Un insecticide fiable en cours
Les travaux sont en cours pour connaître le mode d’utilisation le plus efficace de cette découverte. « Les champignons tuent les insectes par contact, comme les insecticides chimiques. Des pistes d’utilisation se dégagent dans ce sens », avance M. Diabaté. Pour le chercheur, « la prochaine étape sera d’évaluer l’efficacité du produit en le testant à petite échelle avec une pulvérisation dans des foyers ». Il assure que cette toxine de l’araignée n’a aucun effet sur la santé humaine et l’environnement. « Le Metarhizium est spécifique à certaines espèces d’insectes.

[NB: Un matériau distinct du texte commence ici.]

//! # Forum API エラー定義
//!
//! ユースケース層のエラーと、HTTP レスポンス（RFC 9457 Problem Details）への
//! 変換を定義する。

use axum::{
    Json,
    http::StatusCode,
    response::{IntoResponse, Response},
};
use forum_domain::DomainError;
use forum_shared::ErrorResponse;
use thiserror::Error;

/// Forum API で発生するエラー
#[derive(Debug, Error)]
pub enum CoreError {
    /// リソースが見つからない
    #[error("リソースが見つかりません: {0}")]
    NotFound(String),

    /// 不正なリクエスト
    #[error("不正なリクエスト: {0}")]
    BadRequest(String),

    /// 投票方向が `up` / `down` 以外
    #[error("不正な投票方向です: {0}")]
    InvalidVoteDirection(String),

    /// 同じ対象への二重投票
    #[error("既に投票済みです: {0}")]
    DuplicateVote(String),

    /// 認証されていない
    #[error("認証が必要です: {0}")]
    Unauthorized(String),

    /// 権限不足
    #[error("権限がありません: {0}")]
    Forbidden(String),

    /// 一意制約の競合（スラッグ、メールアドレス）
    #[error("競合が発生しました: {0}")]
    Conflict(String),

    /// 形式は正しいが処理できない入力（現在のパスワード不一致）
    #[error("処理できない入力です: {0}")]
    UnprocessableEntity(String),

    /// データベースエラー
    #[error("データベースエラー: {0}")]
    Database(#[from] forum_infra::InfraError),

    /// 内部エラー
    #[error("内部エラー: {0}")]
    Internal(String),
}

impl From<DomainError> for CoreError {
    fn from(err: DomainError) -> Self {
        match err {
            DomainError::Validation(msg) => CoreError::BadRequest(msg),
            DomainError::NotFound { .. } => CoreError::NotFound(err.to_string()),
            DomainError::Conflict(msg) => CoreError::Conflict(msg),
            DomainError::Forbidden(msg) => CoreError::Forbidden(msg),
        }
    }
}

impl CoreError {
    fn to_error_response(&self) -> ErrorResponse {
        match self {
            CoreError::NotFound(msg) => ErrorResponse::not_found(msg),
            CoreError::BadRequest(msg) => ErrorResponse::bad_request(msg),
            CoreError::InvalidVoteDirection(msg) => {
                ErrorResponse::new("invalid-vote-direction", "Invalid Vote Direction", 400, msg)
            }
            CoreError::DuplicateVote(msg) => {
                ErrorResponse::new("duplicate-vote", "Duplicate Vote", 400, msg)
            }
            CoreError::Unauthorized(msg) => ErrorResponse::unauthorized(msg),
            CoreError::Forbidden(msg) => ErrorResponse::forbidden(msg),
            CoreError::Conflict(msg) => ErrorResponse::conflict(msg),
            CoreError::UnprocessableEntity(msg) => ErrorResponse::unprocessable_entity(msg),
            CoreError::Database(e) => {
                tracing::error!(
                    error = %e,
                    span_trace = %e.span_trace(),
                    "データベースエラー"
                );
                ErrorResponse::internal_error()
            }
            CoreError::Internal(msg) => {
                tracing::error!("内部エラー: {}", msg);
                ErrorResponse::internal_error()
            }
        }
    }
}

impl IntoResponse for CoreError {
    fn into_response(self) -> Response {
        let body = self.to_error_response();
        let status =
            StatusCode::from_u16(body.status).unwrap_or(StatusCode::INTERNAL_SERVER_ERROR);

        (status, Json(body)).into_response()
    }
}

Aucune relation entre le genre Metarhizium et les pathogènes humains ou animaux n’a été décelée à ce jour » affirme Dr Diabaté.

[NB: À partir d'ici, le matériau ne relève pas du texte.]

//! # ヘルスチェックハンドラ
//!
//! ロードバランサーやコンテナオーケストレーターからの死活確認に使う。
//!
//! ```text
//! GET /health
//! ```
//!
//! ```json
//! {
//!   "status": "healthy",
//!   "version": "0.1.0"
//! }
//! ```

use axum::Json;
use forum_shared::HealthResponse;

/// ヘルスチェックエンドポイント
pub async fn health_check() -> Json<HealthResponse> {
    Json(HealthResponse::healthy(env!("CARGO_PKG_VERSION")))
}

Selon lui, ce champignon a déjà été utilisé comme composant de pesticide. Il précise qu’à partir de 2006, on dénombrait 47 différents produits commerciaux à base de ce champignon utilisés dans le monde entier sans que des effets néfastes ou risques pour les vertébrés n’aient été signalés. « Pendant nos essais, nous avons testé notre champignon sur les organismes non cibles incluant les abeilles et n’avons trouvé aucun impact négatif sur l’abeille » insiste-t-il. « Mais avant de passer aux essais à l’échelle des populations, ce qui peut encore prendre plusieurs années, nous travaillons sur notre relation avec les communautés » précise Diabaté Abdoulaye. Et d’assurer qu’il n’y a pas de contestation vis-à-vis de la recherche qu’il mène mais il faut toujours travailler à rassurer la population.
« Ce type de travaux qui impliquent des modifications génétiques est hautement réglementé », indique le chargé principal du Réseau d’expertise africain en biosécurité, un programme du NEPAD (le Nouveau partenariat pour le développement de l’Afrique), Dr Moussa Savadogo. La loi burkinabè encadre aussi ces expérimentations. « L’autorisation de conduire lesdits travaux de recherche a été dûment octroyée par l’Agence nationale de biosécurité (ANB) parce que le risque sanitaire a été évalué en totalité », confirme-t-il. Cette recherche est entièrement financée par National Institutes of Health (NIH), un centre de recherche gouvernemental américain.